→ **Information supplied**
------------------------------------------------
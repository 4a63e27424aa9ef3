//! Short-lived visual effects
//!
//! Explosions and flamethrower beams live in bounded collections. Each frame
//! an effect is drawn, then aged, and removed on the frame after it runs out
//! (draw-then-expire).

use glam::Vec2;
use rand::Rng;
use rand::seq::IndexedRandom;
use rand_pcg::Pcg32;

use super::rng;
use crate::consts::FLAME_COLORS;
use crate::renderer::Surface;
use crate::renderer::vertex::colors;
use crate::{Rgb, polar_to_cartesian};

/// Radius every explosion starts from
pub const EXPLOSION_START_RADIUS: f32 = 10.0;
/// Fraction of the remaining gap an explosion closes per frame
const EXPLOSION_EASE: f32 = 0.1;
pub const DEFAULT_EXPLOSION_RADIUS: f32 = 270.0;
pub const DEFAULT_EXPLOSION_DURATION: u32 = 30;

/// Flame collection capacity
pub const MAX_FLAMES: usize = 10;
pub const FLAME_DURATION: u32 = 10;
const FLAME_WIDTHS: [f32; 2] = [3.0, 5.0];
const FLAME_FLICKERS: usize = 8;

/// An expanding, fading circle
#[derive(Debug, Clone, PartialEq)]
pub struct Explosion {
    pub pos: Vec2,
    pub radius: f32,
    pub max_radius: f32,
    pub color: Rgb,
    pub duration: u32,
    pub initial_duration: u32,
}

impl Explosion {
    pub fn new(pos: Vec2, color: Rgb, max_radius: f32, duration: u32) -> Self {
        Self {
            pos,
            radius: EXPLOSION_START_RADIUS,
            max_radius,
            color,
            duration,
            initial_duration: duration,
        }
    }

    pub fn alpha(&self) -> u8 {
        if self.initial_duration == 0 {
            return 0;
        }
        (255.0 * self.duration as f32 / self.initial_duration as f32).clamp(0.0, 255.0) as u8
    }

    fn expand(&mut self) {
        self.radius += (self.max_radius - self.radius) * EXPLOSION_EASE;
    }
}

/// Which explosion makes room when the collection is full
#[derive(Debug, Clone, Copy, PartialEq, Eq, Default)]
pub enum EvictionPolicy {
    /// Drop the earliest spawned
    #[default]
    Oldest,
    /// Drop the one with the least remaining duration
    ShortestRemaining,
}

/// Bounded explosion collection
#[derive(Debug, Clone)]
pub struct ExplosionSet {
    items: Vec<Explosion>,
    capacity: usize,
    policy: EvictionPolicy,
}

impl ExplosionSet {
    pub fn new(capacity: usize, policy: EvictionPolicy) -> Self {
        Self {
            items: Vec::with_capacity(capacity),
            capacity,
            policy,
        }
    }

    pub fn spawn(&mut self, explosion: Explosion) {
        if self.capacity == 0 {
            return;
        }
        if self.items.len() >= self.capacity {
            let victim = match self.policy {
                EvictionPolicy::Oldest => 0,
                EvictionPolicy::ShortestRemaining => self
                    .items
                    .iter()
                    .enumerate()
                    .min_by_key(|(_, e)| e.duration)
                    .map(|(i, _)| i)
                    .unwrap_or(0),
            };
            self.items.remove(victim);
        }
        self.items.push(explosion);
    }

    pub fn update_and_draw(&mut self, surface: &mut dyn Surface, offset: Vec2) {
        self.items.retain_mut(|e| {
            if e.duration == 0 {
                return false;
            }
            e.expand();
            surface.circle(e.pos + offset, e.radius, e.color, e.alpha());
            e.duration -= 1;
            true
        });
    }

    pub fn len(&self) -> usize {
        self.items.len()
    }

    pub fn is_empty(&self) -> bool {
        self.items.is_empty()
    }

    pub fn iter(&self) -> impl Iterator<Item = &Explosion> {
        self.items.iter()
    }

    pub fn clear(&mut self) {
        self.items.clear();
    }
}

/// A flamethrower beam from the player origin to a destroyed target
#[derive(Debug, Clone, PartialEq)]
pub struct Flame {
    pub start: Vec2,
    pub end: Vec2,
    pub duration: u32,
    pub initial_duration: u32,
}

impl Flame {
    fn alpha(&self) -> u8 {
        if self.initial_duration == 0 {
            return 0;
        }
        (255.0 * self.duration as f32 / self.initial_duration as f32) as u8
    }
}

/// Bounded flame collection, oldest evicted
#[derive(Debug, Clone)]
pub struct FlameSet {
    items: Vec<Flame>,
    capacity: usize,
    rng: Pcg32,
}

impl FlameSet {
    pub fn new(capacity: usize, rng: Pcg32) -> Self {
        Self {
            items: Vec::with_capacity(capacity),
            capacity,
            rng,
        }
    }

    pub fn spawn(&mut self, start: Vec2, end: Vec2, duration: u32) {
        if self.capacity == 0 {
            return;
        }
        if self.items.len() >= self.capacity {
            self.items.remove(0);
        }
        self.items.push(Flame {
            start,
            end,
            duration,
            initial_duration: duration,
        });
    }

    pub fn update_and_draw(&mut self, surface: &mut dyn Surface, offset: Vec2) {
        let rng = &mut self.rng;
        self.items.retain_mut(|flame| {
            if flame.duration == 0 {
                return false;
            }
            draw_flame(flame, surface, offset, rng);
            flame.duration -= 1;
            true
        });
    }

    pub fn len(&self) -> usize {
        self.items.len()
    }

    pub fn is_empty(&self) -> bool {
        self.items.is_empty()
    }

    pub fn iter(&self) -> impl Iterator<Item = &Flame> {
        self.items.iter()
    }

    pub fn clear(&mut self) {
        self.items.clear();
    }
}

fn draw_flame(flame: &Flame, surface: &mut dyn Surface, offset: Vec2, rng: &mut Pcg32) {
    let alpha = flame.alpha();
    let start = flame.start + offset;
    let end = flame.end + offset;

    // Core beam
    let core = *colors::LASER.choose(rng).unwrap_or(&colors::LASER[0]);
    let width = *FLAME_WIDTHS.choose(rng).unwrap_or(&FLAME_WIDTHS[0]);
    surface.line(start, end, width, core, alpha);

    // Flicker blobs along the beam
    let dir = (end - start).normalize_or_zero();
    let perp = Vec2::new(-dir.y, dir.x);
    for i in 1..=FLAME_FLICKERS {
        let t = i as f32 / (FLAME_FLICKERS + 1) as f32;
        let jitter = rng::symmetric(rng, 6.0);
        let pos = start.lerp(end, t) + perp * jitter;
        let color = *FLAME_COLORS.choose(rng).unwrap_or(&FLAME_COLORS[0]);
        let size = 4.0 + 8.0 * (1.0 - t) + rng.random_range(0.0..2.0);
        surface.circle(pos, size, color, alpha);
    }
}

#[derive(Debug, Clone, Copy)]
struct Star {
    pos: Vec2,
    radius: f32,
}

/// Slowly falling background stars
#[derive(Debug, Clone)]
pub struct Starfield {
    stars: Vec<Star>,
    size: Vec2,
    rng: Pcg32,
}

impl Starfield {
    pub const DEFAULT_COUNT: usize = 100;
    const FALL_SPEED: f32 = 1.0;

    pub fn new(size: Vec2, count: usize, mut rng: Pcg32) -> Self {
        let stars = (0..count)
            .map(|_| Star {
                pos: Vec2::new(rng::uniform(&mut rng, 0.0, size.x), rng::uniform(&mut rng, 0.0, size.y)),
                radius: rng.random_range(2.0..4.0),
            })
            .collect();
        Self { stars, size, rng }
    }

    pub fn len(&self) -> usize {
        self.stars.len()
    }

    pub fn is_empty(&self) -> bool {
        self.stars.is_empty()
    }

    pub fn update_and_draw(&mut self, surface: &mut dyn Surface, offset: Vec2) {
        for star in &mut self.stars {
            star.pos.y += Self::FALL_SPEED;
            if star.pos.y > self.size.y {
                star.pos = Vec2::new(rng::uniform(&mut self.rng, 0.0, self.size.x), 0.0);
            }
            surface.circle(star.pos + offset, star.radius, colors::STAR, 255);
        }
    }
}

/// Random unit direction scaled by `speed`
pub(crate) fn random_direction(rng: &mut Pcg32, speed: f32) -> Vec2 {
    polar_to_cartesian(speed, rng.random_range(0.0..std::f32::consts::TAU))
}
------------------------------------------------
→ **Task to complete**
Restate the listing in full, word for word.

→ **Response below**
repository 4a63e27424aa9ef3
//! Short-lived visual effects
//!
//! Explosions and flamethrower beams live in bounded collections. Each frame
//! an effect is drawn, then aged, and removed on the frame after it runs out
//! (draw-then-expire).

use glam::Vec2;
use rand::Rng;
use rand::seq::IndexedRandom;
use rand_pcg::Pcg32;

use super::rng;
use crate::consts::FLAME_COLORS;
use crate::renderer::Surface;
use crate::renderer::vertex::colors;
use crate::{Rgb, polar_to_cartesian};

/// Radius every explosion starts from
pub const EXPLOSION_START_RADIUS: f32 = 10.0;
/// Fraction of the remaining gap an explosion closes per frame
const EXPLOSION_EASE: f32 = 0.1;
pub const DEFAULT_EXPLOSION_RADIUS: f32 = 270.0;
pub const DEFAULT_EXPLOSION_DURATION: u32 = 30;

/// Flame collection capacity
pub const MAX_FLAMES: usize = 10;
pub const FLAME_DURATION: u32 = 10;
const FLAME_WIDTHS: [f32; 2] = [3.0, 5.0];
const FLAME_FLICKERS: usize = 8;

/// An expanding, fading circle
#[derive(Debug, Clone, PartialEq)]
pub struct Explosion {
    pub pos: Vec2,
    pub radius: f32,
    pub max_radius: f32,
    pub color: Rgb,
    pub duration: u32,
    pub initial_duration: u32,
}

impl Explosion {
    pub fn new(pos: Vec2, color: Rgb, max_radius: f32, duration: u32) -> Self {
        Self {
            pos,
            radius: EXPLOSION_START_RADIUS,
            max_radius,
            color,
            duration,
            initial_duration: duration,
        }
    }

    pub fn alpha(&self) -> u8 {
        if self.initial_duration == 0 {
            return 0;
        }
        (255.0 * self.duration as f32 / self.initial_duration as f32).clamp(0.0, 255.0) as u8
    }

    fn expand(&mut self) {
        self.radius += (self.max_radius - self.radius) * EXPLOSION_EASE;
    }
}

/// Which explosion makes room when the collection is full
#[derive(Debug, Clone, Copy, PartialEq, Eq, Default)]
pub enum EvictionPolicy {
    /// Drop the earliest spawned
    #[default]
    Oldest,
    /// Drop the one with the least remaining duration
    ShortestRemaining,
}

/// Bounded explosion collection
#[derive(Debug, Clone)]
pub struct ExplosionSet {
    items: Vec<Explosion>,
    capacity: usize,
    policy: EvictionPolicy,
}

impl ExplosionSet {
    pub fn new(capacity: usize, policy: EvictionPolicy) -> Self {
        Self {
            items: Vec::with_capacity(capacity),
            capacity,
            policy,
        }
    }

    pub fn spawn(&mut self, explosion: Explosion) {
        if self.capacity == 0 {
            return;
        }
        if self.items.len() >= self.capacity {
            let victim = match self.policy {
                EvictionPolicy::Oldest => 0,
                EvictionPolicy::ShortestRemaining => self
                    .items
                    .iter()
                    .enumerate()
                    .min_by_key(|(_, e)| e.duration)
                    .map(|(i, _)| i)
                    .unwrap_or(0),
            };
            self.items.remove(victim);
        }
        self.items.push(explosion);
    }

    pub fn update_and_draw(&mut self, surface: &mut dyn Surface, offset: Vec2) {
        self.items.retain_mut(|e| {
            if e.duration == 0 {
                return false;
            }
            e.expand();
            surface.circle(e.pos + offset, e.radius, e.color, e.alpha());
            e.duration -= 1;
            true
        });
    }

    pub fn len(&self) -> usize {
        self.items.len()
    }

    pub fn is_empty(&self) -> bool {
        self.items.is_empty()
    }

    pub fn iter(&self) -> impl Iterator<Item = &Explosion> {
        self.items.iter()
    }

    pub fn clear(&mut self) {
        self.items.clear();
    }
}

/// A flamethrower beam from the player origin to a destroyed target
#[derive(Debug, Clone, PartialEq)]
pub struct Flame {
    pub start: Vec2,
    pub end: Vec2,
    pub duration: u32,
    pub initial_duration: u32,
}

impl Flame {
    fn alpha(&self) -> u8 {
        if self.initial_duration == 0 {
            return 0;
        }
        (255.0 * self.duration as f32 / self.initial_duration as f32) as u8
    }
}

/// Bounded flame collection, oldest evicted
#[derive(Debug, Clone)]
pub struct FlameSet {
    items: Vec<Flame>,
    capacity: usize,
    rng: Pcg32,
}

impl FlameSet {
    pub fn new(capacity: usize, rng: Pcg32) -> Self {
        Self {
            items: Vec::with_capacity(capacity),
            capacity,
            rng,
        }
    }

    pub fn spawn(&mut self, start: Vec2, end: Vec2, duration: u32) {
        if self.capacity == 0 {
            return;
        }
        if self.items.len() >= self.capacity {
            self.items.remove(0);
        }
        self.items.push(Flame {
            start,
            end,
            duration,
            initial_duration: duration,
        });
    }

    pub fn update_and_draw(&mut self, surface: &mut dyn Surface, offset: Vec2) {
        let rng = &mut self.rng;
        self.items.retain_mut(|flame| {
            if flame.duration == 0 {
                return false;
            }
            draw_flame(flame, surface, offset, rng);
            flame.duration -= 1;
            true
        });
    }

    pub fn len(&self) -> usize {
        self.items.len()
    }

    pub fn is_empty(&self) -> bool {
        self.items.is_empty()
    }

    pub fn iter(&self) -> impl Iterator<Item = &Flame> {
        self.items.iter()
    }

    pub fn clear(&mut self) {
        self.items.clear();
    }
}

fn draw_flame(flame: &Flame, surface: &mut dyn Surface, offset: Vec2, rng: &mut Pcg32) {
    let alpha = flame.alpha();
    let start = flame.start + offset;
    let end = flame.end + offset;

    // Core beam
    let core = *colors::LASER.choose(rng).unwrap_or(&colors::LASER[0]);
    let width = *FLAME_WIDTHS.choose(rng).unwrap_or(&FLAME_WIDTHS[0]);
    surface.line(start, end, width, core, alpha);

    // Flicker blobs along the beam
    let dir = (end - start).normalize_or_zero();
    let perp = Vec2::new(-dir.y, dir.x);
    for i in 1..=FLAME_FLICKERS {
        let t = i as f32 / (FLAME_FLICKERS + 1) as f32;
        let jitter = rng::symmetric(rng, 6.0);
        let pos = start.lerp(end, t) + perp * jitter;
        let color = *FLAME_COLORS.choose(rng).unwrap_or(&FLAME_COLORS[0]);
        let size = 4.0 + 8.0 * (1.0 - t) + rng.random_range(0.0..2.0);
        surface.circle(pos, size, color, alpha);
    }
}

#[derive(Debug, Clone, Copy)]
struct Star {
    pos: Vec2,
    radius: f32,
}

/// Slowly falling background stars
#[derive(Debug, Clone)]
pub struct Starfield {
    stars: Vec<Star>,
    size: Vec2,
    rng: Pcg32,
}

impl Starfield {
    pub const DEFAULT_COUNT: usize = 100;
    const FALL_SPEED: f32 = 1.0;

    pub fn new(size: Vec2, count: usize, mut rng: Pcg32) -> Self {
        let stars = (0..count)
            .map(|_| Star {
                pos: Vec2::new(rng::uniform(&mut rng, 0.0, size.x), rng::uniform(&mut rng, 0.0, size.y)),
                radius: rng.random_range(2.0..4.0),
            })
            .collect();
        Self { stars, size, rng }
    }

    pub fn len(&self) -> usize {
        self.stars.len()
    }

    pub fn is_empty(&self) -> bool {
        self.stars.is_empty()
    }

    pub fn update_and_draw(&mut self, surface: &mut dyn Surface, offset: Vec2) {
        for star in &mut self.stars {
            star.pos.y += Self::FALL_SPEED;
            if star.pos.y > self.size.y {
                star.pos = Vec2::new(rng::uniform(&mut self.rng, 0.0, self.size.x), 0.0);
            }
            surface.circle(star.pos + offset, star.radius, colors::STAR, 255);
        }
    }
}

/// Random unit direction scaled by `speed`
pub(crate) fn random_direction(rng: &mut Pcg32, speed: f32) -> Vec2 {
    polar_to_cartesian(speed, rng.random_range(0.0..std::f32::consts::TAU))
}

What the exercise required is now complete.